What you will do
In the data below, find every line with the string "StoreError" and pull it out.

Stored data

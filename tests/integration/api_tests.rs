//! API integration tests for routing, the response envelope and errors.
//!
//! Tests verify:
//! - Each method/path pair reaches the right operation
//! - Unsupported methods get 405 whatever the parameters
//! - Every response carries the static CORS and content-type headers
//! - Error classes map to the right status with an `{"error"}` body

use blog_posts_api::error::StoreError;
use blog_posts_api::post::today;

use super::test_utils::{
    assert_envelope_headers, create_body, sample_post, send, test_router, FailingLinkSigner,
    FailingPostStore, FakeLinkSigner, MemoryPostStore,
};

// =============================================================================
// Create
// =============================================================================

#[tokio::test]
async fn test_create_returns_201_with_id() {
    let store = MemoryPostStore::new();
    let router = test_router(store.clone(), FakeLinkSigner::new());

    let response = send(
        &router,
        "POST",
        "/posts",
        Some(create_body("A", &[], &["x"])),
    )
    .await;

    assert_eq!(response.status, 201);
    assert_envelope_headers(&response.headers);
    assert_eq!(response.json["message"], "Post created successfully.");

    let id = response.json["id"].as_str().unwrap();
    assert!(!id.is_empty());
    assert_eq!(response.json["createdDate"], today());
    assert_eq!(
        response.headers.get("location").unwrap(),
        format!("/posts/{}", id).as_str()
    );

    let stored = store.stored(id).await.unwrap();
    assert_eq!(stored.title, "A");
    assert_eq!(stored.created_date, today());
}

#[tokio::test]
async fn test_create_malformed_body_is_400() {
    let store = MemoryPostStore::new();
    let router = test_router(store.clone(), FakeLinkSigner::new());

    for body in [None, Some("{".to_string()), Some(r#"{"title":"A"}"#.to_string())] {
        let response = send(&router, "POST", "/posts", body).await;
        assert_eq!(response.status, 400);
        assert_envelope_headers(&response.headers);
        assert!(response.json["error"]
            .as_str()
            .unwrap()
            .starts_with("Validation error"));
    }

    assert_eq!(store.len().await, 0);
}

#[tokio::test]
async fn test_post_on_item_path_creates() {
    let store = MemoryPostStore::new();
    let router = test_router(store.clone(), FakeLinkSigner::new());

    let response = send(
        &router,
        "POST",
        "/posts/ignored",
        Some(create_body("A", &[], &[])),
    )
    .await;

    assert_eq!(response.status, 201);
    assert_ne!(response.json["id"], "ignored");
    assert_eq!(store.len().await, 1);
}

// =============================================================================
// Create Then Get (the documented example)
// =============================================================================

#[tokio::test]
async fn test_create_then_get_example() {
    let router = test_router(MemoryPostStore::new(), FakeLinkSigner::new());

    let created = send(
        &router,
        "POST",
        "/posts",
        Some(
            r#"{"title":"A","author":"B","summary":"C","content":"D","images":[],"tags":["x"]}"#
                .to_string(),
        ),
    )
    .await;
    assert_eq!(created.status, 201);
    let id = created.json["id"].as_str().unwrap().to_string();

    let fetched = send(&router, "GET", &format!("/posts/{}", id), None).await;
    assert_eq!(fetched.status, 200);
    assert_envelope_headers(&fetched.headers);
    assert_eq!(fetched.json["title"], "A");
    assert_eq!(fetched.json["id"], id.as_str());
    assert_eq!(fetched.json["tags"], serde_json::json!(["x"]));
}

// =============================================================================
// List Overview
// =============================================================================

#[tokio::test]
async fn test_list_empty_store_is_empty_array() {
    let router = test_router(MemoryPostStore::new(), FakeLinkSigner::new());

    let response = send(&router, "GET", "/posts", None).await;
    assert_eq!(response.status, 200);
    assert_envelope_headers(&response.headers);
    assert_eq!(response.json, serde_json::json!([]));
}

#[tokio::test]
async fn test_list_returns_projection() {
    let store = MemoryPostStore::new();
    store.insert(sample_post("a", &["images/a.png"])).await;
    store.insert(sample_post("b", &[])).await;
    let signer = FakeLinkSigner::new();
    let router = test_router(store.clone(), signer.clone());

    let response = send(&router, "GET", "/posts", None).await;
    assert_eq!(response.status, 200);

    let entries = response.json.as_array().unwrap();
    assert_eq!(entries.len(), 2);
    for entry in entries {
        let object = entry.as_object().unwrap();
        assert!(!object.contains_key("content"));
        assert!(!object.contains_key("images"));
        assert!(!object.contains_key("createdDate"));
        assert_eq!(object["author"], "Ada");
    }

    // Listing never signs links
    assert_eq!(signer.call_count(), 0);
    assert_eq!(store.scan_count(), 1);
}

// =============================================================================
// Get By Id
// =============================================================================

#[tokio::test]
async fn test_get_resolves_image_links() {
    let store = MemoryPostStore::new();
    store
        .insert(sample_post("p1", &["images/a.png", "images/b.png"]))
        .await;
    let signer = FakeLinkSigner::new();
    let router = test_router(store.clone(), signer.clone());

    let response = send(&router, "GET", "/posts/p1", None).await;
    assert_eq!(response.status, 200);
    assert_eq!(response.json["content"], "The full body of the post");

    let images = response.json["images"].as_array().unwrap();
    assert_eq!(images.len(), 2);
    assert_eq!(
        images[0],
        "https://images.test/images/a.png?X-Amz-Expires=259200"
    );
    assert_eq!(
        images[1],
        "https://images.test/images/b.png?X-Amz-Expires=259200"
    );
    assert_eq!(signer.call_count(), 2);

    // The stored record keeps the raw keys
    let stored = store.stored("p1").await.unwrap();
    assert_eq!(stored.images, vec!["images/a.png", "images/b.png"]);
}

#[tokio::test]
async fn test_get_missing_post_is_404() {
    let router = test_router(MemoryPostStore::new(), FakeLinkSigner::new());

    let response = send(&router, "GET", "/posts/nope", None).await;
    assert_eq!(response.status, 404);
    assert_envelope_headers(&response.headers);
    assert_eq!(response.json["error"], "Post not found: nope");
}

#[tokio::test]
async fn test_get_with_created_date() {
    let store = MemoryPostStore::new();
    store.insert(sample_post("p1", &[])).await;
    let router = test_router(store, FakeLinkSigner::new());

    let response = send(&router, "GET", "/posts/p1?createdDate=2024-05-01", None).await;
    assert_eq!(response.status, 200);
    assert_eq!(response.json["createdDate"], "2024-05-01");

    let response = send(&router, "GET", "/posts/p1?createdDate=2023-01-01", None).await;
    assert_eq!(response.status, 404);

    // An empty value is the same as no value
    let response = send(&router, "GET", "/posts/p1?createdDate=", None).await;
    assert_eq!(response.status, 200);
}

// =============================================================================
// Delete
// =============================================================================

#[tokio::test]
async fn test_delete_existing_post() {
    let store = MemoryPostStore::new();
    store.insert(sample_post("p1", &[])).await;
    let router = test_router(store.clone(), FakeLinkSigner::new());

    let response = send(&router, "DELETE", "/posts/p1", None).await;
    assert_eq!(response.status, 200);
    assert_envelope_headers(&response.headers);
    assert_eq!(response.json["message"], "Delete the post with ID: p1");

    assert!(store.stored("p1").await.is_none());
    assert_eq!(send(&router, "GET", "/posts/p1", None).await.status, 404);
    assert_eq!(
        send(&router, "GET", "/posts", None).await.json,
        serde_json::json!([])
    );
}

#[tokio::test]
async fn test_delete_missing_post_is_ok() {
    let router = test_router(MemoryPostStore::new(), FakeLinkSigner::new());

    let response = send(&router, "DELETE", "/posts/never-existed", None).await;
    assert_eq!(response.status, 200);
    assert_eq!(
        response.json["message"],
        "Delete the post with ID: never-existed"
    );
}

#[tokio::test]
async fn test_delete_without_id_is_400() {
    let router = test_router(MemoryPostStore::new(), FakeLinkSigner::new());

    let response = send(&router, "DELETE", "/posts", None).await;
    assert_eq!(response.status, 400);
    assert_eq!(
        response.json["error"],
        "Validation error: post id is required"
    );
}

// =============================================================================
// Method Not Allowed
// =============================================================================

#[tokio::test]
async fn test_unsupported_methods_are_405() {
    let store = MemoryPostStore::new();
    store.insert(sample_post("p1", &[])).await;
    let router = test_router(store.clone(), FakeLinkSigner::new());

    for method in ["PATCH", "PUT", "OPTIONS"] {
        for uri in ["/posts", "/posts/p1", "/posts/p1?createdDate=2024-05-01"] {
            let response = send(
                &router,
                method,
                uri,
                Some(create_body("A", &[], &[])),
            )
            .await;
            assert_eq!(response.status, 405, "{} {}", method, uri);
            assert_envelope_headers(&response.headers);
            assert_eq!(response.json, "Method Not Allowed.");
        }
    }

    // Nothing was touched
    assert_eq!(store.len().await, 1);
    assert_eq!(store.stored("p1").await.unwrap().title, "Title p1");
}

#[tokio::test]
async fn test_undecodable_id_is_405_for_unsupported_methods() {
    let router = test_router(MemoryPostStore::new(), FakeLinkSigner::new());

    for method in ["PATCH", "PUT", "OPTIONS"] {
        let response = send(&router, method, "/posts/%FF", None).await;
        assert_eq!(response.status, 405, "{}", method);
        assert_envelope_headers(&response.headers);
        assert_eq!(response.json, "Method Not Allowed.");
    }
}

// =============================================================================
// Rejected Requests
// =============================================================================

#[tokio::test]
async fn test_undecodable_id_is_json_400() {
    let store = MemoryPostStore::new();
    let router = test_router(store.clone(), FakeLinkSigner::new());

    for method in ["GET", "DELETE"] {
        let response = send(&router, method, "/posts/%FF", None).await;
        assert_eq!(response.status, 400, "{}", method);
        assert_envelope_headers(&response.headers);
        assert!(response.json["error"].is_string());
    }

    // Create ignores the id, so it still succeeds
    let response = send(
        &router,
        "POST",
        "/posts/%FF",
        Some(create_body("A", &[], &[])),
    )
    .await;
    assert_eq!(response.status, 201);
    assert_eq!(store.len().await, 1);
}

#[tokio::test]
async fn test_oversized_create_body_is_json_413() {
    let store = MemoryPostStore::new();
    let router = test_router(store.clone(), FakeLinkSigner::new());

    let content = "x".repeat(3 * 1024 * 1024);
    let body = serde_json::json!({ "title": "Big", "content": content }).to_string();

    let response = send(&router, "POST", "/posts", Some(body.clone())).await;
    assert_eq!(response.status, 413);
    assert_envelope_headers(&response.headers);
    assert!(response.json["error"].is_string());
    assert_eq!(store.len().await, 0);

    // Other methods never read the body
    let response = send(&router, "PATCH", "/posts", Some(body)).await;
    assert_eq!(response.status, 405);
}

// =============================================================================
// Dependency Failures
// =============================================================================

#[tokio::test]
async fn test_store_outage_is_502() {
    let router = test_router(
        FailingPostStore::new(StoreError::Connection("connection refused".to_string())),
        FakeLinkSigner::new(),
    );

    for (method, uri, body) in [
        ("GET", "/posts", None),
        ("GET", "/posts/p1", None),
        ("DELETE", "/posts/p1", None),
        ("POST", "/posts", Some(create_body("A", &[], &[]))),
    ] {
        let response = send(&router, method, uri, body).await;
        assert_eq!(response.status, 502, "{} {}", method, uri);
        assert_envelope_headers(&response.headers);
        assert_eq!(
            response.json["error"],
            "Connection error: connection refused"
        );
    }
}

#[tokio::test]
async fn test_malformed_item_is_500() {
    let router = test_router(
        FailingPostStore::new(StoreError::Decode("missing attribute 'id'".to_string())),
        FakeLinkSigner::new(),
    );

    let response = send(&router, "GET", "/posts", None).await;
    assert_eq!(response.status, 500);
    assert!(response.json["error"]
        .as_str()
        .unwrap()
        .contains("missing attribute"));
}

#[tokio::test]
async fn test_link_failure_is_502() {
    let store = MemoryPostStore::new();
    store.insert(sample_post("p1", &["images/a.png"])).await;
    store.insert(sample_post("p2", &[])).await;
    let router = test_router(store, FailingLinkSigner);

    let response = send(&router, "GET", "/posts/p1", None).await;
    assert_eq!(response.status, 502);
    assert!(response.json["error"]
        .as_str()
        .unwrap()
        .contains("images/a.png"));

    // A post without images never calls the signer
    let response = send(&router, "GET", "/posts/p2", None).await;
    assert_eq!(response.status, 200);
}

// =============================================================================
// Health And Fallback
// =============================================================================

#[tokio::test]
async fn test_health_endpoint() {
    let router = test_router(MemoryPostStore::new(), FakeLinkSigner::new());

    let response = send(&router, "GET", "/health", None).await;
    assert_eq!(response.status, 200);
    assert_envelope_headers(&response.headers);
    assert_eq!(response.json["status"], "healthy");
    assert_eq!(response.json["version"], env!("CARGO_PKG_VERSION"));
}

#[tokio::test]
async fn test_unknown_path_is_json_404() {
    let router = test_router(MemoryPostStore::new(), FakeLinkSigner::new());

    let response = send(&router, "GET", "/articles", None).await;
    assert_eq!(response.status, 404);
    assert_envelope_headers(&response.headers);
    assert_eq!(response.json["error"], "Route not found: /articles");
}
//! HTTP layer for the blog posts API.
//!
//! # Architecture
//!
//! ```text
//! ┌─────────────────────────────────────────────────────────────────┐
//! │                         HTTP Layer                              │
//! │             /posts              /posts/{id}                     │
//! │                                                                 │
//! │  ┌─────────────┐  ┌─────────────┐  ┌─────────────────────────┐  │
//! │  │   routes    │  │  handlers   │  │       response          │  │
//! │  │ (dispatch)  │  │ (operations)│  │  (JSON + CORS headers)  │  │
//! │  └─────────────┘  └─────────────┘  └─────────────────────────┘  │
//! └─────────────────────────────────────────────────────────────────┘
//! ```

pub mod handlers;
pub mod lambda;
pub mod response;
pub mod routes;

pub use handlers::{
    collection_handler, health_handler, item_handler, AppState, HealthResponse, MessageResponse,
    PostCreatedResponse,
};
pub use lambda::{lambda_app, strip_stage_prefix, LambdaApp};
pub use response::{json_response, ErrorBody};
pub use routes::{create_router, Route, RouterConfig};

Task output
use blog_posts_api::error::StoreError;
        FailingPostStore::new(StoreError::Connection("connection refused".to_string())),
        FailingPostStore::new(StoreError::Decode("missing attribute 'id'".to_string())),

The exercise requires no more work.